Select every line below containing the word "transfer".

(Collected data entries):

○ ○ ○

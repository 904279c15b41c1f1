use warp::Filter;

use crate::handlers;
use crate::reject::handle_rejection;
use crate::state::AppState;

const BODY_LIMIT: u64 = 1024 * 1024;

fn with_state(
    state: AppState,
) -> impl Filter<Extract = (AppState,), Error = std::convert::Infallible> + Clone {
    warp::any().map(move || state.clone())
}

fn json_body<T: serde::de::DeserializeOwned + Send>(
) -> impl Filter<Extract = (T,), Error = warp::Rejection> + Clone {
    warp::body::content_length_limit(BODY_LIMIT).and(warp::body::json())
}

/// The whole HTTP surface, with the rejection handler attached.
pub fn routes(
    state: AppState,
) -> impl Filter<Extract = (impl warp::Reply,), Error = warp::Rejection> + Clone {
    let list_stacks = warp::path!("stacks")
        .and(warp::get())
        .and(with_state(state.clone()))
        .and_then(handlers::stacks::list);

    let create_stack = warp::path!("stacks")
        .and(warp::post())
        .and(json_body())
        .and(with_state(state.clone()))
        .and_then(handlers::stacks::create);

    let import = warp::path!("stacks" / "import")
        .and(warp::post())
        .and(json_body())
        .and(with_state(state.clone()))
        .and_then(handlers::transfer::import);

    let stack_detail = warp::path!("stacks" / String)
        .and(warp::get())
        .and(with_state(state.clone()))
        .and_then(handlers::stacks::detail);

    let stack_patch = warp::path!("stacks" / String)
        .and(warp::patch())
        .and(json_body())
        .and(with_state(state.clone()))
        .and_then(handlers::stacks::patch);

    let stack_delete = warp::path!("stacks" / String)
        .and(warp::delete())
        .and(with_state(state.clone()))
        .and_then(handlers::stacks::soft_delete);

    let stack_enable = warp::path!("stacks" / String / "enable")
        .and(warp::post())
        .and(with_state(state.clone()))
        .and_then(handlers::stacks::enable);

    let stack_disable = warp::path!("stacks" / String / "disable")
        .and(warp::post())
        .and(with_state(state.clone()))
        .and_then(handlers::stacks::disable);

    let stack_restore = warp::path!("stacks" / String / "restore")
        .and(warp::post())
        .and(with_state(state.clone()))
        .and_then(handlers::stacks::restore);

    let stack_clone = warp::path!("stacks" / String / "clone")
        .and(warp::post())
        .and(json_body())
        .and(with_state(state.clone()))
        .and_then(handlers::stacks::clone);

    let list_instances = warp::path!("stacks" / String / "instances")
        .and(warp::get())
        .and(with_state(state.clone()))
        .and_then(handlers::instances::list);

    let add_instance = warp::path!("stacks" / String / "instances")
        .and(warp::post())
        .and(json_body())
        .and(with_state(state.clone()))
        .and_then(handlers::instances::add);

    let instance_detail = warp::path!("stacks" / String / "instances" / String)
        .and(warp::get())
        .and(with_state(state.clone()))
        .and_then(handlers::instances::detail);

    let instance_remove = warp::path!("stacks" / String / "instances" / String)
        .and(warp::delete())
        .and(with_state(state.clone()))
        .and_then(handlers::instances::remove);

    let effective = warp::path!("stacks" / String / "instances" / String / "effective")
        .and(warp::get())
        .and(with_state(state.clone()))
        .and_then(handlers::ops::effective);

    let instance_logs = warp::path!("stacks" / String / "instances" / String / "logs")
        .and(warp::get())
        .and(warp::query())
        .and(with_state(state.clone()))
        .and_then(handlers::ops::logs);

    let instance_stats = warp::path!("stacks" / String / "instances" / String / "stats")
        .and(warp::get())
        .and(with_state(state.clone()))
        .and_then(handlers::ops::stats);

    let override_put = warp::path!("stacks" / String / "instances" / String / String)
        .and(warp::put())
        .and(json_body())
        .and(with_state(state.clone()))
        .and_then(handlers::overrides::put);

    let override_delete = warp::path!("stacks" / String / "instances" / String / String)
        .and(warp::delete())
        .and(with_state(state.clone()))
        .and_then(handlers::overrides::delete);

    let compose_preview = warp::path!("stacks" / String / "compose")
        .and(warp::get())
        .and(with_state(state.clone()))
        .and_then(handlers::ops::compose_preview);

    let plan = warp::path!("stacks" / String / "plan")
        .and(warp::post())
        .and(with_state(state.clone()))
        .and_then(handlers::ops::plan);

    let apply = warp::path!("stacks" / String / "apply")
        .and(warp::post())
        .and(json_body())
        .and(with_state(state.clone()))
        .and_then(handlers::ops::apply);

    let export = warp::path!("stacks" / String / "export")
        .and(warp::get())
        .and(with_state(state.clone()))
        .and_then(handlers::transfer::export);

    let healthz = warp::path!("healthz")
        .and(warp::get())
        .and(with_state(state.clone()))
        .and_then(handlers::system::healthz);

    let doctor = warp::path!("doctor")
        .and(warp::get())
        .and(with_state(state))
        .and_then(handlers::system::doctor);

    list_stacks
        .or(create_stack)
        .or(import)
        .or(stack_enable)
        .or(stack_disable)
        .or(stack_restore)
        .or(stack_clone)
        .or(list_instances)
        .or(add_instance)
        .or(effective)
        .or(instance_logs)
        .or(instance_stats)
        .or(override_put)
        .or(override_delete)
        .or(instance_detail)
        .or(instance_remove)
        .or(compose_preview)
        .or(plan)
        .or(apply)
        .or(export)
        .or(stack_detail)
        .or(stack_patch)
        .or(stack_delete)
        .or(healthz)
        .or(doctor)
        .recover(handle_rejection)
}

○ ○ ○

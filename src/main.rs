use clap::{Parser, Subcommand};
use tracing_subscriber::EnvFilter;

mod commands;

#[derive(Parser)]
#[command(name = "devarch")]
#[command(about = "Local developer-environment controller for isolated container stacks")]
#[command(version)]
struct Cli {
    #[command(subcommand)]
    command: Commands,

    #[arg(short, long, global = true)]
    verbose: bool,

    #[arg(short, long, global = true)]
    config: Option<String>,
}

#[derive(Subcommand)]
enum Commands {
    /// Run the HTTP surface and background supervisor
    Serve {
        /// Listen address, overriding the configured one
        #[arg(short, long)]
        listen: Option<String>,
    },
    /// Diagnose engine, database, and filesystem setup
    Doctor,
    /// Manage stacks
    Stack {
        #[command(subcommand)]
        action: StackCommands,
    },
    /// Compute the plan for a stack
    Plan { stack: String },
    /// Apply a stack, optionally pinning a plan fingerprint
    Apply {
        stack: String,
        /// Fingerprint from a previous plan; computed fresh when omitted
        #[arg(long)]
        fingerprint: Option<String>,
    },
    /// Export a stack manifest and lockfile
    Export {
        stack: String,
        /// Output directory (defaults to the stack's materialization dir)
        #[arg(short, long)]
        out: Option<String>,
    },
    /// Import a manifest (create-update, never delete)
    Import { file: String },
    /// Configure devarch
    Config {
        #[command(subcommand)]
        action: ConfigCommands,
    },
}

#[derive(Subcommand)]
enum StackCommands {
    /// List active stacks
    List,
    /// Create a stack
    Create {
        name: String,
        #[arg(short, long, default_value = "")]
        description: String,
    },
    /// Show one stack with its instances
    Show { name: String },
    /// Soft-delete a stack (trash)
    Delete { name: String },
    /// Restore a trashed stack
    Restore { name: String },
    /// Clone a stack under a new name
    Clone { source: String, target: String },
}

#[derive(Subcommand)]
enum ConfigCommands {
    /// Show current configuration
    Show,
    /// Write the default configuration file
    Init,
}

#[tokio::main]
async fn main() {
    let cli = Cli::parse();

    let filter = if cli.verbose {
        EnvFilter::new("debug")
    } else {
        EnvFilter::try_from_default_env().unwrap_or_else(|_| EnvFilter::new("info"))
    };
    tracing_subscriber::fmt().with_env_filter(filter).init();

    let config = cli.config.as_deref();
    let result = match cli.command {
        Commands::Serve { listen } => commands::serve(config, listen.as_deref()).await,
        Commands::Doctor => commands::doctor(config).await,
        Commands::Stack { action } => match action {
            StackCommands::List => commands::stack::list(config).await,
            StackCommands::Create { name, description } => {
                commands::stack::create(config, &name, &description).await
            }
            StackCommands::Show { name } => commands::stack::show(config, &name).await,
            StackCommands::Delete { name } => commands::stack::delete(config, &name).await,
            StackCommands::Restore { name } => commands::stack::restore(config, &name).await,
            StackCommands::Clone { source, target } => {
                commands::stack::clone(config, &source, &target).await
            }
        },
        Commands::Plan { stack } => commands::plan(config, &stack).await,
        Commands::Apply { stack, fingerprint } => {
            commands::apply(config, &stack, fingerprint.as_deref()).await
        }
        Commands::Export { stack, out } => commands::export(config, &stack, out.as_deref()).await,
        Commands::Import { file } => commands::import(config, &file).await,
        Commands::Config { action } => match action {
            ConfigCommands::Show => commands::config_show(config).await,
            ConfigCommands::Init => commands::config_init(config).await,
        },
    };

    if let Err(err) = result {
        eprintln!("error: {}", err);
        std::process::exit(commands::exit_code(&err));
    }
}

○ ○ ○

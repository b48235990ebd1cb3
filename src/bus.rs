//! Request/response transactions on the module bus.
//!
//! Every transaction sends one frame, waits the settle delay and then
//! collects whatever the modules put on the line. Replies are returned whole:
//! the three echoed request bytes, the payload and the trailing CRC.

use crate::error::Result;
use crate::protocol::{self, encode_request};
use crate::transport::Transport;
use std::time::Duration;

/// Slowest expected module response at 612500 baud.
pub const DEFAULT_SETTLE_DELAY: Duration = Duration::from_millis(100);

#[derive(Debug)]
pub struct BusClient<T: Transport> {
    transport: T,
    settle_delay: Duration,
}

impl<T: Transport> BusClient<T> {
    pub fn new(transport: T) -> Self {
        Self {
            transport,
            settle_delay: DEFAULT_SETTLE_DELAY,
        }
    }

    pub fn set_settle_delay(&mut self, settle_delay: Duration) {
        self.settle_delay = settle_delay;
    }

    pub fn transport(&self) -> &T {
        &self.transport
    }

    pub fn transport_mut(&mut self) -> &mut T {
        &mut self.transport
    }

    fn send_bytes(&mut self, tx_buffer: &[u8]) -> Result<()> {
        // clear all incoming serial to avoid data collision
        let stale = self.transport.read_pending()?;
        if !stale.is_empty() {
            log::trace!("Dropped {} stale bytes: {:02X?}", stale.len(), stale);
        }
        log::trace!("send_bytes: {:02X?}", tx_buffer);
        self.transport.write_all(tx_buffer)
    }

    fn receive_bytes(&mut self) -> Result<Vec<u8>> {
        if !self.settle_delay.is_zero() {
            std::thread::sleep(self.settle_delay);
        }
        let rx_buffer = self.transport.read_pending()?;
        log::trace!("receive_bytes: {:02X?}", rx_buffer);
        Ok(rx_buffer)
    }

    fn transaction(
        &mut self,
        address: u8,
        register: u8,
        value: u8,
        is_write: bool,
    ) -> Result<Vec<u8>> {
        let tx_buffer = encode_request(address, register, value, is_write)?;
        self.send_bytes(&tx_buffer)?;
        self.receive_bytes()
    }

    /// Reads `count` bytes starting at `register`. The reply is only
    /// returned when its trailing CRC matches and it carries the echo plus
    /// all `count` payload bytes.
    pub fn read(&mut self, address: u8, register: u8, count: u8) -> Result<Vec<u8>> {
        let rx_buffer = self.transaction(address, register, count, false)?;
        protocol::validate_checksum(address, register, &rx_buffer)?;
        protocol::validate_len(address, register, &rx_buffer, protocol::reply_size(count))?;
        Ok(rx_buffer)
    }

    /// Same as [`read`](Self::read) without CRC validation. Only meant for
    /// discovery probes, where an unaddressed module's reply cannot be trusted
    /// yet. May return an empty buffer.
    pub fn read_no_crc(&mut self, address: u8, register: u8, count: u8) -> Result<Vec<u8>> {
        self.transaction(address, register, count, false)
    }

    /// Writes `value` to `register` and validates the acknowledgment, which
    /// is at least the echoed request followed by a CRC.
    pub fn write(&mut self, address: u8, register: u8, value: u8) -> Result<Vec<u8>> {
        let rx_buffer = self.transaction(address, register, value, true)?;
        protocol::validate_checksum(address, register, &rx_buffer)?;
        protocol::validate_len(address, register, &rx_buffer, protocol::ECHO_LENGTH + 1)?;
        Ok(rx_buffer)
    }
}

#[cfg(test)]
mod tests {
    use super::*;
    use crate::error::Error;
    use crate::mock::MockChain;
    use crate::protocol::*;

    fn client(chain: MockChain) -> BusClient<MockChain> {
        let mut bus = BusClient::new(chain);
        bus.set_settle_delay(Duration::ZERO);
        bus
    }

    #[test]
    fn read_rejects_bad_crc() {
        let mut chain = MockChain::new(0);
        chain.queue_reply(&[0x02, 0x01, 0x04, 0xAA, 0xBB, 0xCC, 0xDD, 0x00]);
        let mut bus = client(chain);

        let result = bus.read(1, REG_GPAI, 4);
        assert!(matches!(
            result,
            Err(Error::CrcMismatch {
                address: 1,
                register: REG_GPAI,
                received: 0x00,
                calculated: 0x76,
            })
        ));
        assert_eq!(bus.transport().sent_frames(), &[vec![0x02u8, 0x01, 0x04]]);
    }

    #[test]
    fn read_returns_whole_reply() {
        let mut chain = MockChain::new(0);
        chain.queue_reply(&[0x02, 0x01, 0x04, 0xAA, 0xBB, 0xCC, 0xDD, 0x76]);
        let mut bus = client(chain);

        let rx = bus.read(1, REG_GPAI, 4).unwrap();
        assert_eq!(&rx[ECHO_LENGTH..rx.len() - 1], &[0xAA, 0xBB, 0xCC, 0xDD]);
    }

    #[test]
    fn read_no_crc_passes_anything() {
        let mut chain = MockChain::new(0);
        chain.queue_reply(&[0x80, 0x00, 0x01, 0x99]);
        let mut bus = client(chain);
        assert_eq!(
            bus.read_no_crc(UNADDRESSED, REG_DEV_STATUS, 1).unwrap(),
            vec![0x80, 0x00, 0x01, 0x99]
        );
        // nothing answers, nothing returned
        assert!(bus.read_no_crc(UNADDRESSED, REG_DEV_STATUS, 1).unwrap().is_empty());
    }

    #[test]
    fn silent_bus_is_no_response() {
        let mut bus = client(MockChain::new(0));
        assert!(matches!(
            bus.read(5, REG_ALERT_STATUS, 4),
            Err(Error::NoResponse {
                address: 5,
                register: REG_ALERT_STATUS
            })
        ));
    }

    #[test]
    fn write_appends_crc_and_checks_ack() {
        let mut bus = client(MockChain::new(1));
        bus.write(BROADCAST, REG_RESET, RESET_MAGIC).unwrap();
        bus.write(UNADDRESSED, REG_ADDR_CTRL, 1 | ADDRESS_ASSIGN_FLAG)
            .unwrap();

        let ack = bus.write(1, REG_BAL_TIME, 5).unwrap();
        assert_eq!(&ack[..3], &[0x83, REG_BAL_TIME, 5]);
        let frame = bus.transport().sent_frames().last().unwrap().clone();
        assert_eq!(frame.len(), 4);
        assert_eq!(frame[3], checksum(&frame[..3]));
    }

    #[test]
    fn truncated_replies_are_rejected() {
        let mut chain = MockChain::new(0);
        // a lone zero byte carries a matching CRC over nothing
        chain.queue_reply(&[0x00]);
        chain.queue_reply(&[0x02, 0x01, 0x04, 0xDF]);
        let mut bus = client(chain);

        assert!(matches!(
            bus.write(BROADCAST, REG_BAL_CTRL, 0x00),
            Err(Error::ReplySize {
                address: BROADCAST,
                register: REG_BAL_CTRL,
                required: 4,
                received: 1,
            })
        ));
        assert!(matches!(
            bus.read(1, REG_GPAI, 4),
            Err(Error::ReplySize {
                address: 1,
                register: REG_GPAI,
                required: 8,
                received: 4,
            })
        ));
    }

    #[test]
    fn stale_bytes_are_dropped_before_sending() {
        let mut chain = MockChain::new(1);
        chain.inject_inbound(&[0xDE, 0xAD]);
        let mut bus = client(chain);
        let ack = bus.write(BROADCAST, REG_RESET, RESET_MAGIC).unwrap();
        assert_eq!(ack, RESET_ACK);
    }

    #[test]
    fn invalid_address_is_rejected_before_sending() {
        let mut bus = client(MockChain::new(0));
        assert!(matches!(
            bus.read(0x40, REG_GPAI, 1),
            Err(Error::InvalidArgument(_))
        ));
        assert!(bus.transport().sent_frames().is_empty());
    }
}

○ ○ ○

(YOUR RESPONSE):
        .and_then(handlers::transfer::import);
        .and_then(handlers::transfer::export);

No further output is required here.